In the warm late spring of 1917, Atlanta was like a tinderbox: wooden homes, wooden sidewalks, wooden office buildings. The first fire likely erupted in a warehouse southwest of downtown, Lee said.

“There are a lot of theories as to what caused the first fire,” she said. “Some materials stored in a warm warehouse could have begun the blaze.

“Fire officials back then didn’t have the investigative technology we have now, so we’ll never, but I’ve heard some extraordinary theories over the years, including that the fire was started by German spies!”

From there, the first spread from building to building and neighborhood to neighborhood, first moving north and then east.
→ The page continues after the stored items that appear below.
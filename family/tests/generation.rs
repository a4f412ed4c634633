mod support;

use common::{
    error::AppError,
    misc::{ProvisioningMethod, RequestStatus},
};
use family::{FamilyEvent, PaymentItemConfig, PaymentItemsConfig};
use uuid::Uuid;

use support::Harness;

#[tokio::test]
async fn fixed_seat_count_is_topped_up_once() {
    let h = Harness::new();
    let (plan, _) = h.plan(ProvisioningMethod::Copy, 4).await;
    let sub = h.subscription(plan, 1, 32).await;

    assert_eq!(h.service.generate(sub.id).await.unwrap().len(), 4);
    for _ in 0..3 {
        assert!(h.service.generate(sub.id).await.unwrap().is_empty());
    }

    let requests = h.service.requests_for(sub.id).await.unwrap();
    h.service.donate(Uuid::new_v4(), requests[0].id).await.unwrap();
    assert!(h.service.generate(sub.id).await.unwrap().is_empty());

    let live = h
        .service
        .requests_for(sub.id)
        .await
        .unwrap()
        .iter()
        .filter(|r| r.status != RequestStatus::Canceled)
        .count();
    assert_eq!(live, 4);

    let created_events = h
        .events
        .events()
        .iter()
        .filter(|e| matches!(e, FamilyEvent::RequestCreated { .. }))
        .count();
    assert_eq!(created_events, 4);
}

#[tokio::test]
async fn released_seat_is_handed_out_again() {
    let h = Harness::new();
    let (plan, _) = h.plan(ProvisioningMethod::Copy, 2).await;
    let sub = h.subscription(plan, 1, 32).await;
    let requests = h.service.generate(sub.id).await.unwrap();

    h.service.donate(Uuid::new_v4(), requests[0].id).await.unwrap();
    h.service.release(requests[0].id).await.unwrap();

    let fresh = h.service.generate(sub.id).await.unwrap();
    assert_eq!(fresh.len(), 1);
    assert_eq!(h.service.requests_for(sub.id).await.unwrap().len(), 3);
}

#[tokio::test]
async fn plan_seat_count_beats_purchased_quantity() {
    let h = Harness::new();
    let (plan, _) = h.plan(ProvisioningMethod::Copy, 7).await;
    let sub = h.subscription(plan, 1, 32).await;
    h.purchase(&sub, plan, 3).await;

    assert_eq!(h.service.generate(sub.id).await.unwrap().len(), 7);
}

#[tokio::test]
async fn purchased_quantity_sets_seat_count() {
    let h = Harness::new();
    let (plan, _) = h.plan(ProvisioningMethod::Copy, 0).await;
    let sub = h.subscription(plan, 1, 32).await;
    h.purchase(&sub, plan, 7).await;

    assert_eq!(h.service.generate(sub.id).await.unwrap().len(), 7);
}

#[tokio::test]
async fn zero_quantity_cannot_be_resolved() {
    let h = Harness::new();
    let (plan, _) = h.plan(ProvisioningMethod::Copy, 0).await;
    let sub = h.subscription(plan, 1, 32).await;
    h.purchase(&sub, plan, 0).await;

    let err = h.service.generate(sub.id).await.unwrap_err();
    assert!(matches!(err, AppError::InvalidConfiguration(_)));
    assert!(h.service.requests_for(sub.id).await.unwrap().is_empty());
}

#[tokio::test]
async fn unshareable_subscription_has_no_requests() {
    let h = Harness::new();
    let sub = h.subscription(Uuid::new_v4(), 1, 32).await;

    assert!(h.service.generate(sub.id).await.unwrap_err().is_missing_plan_link());
    assert!(h.service.ensure_requests(sub.id).await.unwrap().is_empty());
}

#[tokio::test]
async fn configurable_plan_follows_chosen_seats() {
    let h = Harness::new();
    let plan = Uuid::new_v4();
    let (kids, adults) = (Uuid::new_v4(), Uuid::new_v4());
    h.backend
        .link_plan(plan, None, ProvisioningMethod::Copy, 0, false)
        .await;
    let sub = h.subscription(plan, 1, 32).await;
    let payment = h.backend.add_payment(h.payer, Some(sub.id), None).await;

    let selection = PaymentItemsConfig::new(vec![
        PaymentItemConfig::new(kids, 3).with_price(300),
        PaymentItemConfig::new(adults, 1).with_price(800),
    ]);
    let stored = h
        .service
        .attach_payment_items(payment.id, &selection)
        .await
        .unwrap();
    assert_eq!(stored.len(), 2);

    let requests = h.service.ensure_requests(sub.id).await.unwrap();
    assert_eq!(requests.len(), 4);
    assert_eq!(requests.iter().filter(|r| r.slave_plan_id == kids).count(), 3);

    let donation = h.service.donate(Uuid::new_v4(), requests[0].id).await.unwrap();
    assert!(!donation.link.slave_subscription.is_paid);
}

#[tokio::test]
async fn seat_items_need_an_existing_payment() {
    let h = Harness::new();
    let selection = PaymentItemsConfig::new(vec![PaymentItemConfig::new(Uuid::new_v4(), 1)]);

    let err = h
        .service
        .attach_payment_items(Uuid::new_v4(), &selection)
        .await
        .unwrap_err();
    assert!(matches!(err, AppError::NotFound(_)));
}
Over the next 10 hours, the fire moved from south of downtown, though Ponce de Leon and then into the 4th ward, which it would ultimately devastate.

“The city's fire department didn’t have the ability to move that rapidly from one community to another,” Lee said. “Besides the wooden structures serving as kindling for the fire, you also had a lot of foliage that was prime for consumption in that dry, late spring.”

A restored steam fire engine that may have been used by firefighters in the Great Atlanta Fire of 1917. COURTESY ATLANTA HISTORY CENTER

“Asa Candler, who was mayor at the time, decided the only way to stop the blaze was to starve it, to take away anything in its immediate wake that could be burned,” Lee said. “So he ordered severel homes on Ponce de Leon to be dynamited.

“Imagine trying to save your home from a fire, only to be told that it needs to be blown up!”

There were no city shelters for those left homeless after the fire, or municipal departments whose job it was to deal with the disaster.

“Nonprofits like we have today didn’t exist back then,” Lee said. “But in a segregated city like Atlanta, churches, families and mutual aid societies took people in, crossing the lines of race and class.”

As the city was rebuilt, neighborhoods became even more segregated, with many housing patterns that remain in place even today, remnants of a fire that started more than a century ago.